Extracted entries.
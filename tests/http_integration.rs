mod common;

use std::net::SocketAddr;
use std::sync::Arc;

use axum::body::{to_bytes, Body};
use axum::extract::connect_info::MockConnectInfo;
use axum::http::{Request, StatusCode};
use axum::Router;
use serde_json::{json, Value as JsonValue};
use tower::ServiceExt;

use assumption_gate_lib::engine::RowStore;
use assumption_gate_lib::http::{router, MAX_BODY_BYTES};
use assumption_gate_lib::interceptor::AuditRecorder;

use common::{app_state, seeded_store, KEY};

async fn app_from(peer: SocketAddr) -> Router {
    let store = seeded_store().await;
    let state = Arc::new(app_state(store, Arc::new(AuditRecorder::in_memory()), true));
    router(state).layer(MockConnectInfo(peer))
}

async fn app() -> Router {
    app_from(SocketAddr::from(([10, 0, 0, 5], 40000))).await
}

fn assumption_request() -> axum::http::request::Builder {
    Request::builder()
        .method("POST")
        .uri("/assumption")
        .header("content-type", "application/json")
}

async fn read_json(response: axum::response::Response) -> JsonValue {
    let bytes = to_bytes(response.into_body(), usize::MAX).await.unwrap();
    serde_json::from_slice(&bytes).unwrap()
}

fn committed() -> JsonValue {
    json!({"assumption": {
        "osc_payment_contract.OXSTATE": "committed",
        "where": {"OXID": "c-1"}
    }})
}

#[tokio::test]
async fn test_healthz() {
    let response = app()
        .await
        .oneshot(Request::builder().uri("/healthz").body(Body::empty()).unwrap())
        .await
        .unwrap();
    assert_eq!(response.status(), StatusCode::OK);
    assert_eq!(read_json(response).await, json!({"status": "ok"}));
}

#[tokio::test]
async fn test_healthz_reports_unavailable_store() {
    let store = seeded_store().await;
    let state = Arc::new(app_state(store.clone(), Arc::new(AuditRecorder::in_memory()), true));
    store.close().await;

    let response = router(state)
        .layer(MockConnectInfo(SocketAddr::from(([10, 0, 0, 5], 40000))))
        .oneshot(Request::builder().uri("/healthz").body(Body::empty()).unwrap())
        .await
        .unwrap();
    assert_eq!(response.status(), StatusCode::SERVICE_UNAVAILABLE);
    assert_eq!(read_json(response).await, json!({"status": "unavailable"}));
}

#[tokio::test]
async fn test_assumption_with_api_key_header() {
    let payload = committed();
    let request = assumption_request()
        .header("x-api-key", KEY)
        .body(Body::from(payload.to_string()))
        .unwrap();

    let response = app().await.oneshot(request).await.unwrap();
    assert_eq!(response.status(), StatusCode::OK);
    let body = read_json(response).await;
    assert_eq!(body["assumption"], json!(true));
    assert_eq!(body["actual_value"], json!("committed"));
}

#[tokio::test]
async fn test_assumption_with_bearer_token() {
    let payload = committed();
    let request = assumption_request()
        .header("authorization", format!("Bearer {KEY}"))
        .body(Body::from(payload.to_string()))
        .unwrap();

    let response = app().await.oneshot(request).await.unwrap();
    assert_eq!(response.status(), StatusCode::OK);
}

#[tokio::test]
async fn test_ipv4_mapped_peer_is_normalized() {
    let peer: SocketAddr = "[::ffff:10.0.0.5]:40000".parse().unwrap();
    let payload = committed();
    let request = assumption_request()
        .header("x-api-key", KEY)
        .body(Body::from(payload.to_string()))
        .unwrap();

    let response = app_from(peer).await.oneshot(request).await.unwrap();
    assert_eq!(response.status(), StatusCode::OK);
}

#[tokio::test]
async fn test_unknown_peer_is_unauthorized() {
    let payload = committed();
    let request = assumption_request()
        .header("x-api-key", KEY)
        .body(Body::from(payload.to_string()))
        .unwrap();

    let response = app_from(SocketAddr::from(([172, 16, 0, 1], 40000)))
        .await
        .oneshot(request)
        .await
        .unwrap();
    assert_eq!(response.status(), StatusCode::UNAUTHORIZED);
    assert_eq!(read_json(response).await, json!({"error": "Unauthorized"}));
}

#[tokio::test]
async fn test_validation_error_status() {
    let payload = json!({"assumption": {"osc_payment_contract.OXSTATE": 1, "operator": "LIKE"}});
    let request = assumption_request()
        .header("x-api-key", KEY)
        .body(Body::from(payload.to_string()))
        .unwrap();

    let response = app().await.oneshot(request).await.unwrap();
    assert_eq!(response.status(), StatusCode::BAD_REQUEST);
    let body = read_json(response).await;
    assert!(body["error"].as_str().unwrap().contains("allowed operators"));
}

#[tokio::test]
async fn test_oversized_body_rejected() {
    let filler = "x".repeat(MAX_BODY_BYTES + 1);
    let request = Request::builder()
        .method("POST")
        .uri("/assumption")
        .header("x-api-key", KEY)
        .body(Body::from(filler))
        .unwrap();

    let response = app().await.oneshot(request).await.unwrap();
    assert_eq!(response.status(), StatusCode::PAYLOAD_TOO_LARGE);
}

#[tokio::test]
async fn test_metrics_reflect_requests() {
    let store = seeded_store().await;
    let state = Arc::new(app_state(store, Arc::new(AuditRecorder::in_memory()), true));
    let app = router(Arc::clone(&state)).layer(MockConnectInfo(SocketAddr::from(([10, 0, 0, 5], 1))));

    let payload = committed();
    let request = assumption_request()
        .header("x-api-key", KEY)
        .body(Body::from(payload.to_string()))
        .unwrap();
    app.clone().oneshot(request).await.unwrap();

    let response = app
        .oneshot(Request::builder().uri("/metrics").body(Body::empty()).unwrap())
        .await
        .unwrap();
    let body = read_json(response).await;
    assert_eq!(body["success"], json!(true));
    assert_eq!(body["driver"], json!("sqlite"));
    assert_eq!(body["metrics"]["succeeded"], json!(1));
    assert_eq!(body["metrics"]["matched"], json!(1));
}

How to complete this task. Count how many lines of the records hold the string "MockConnectInfo"; the answer is that number alone.

Exercise output. 4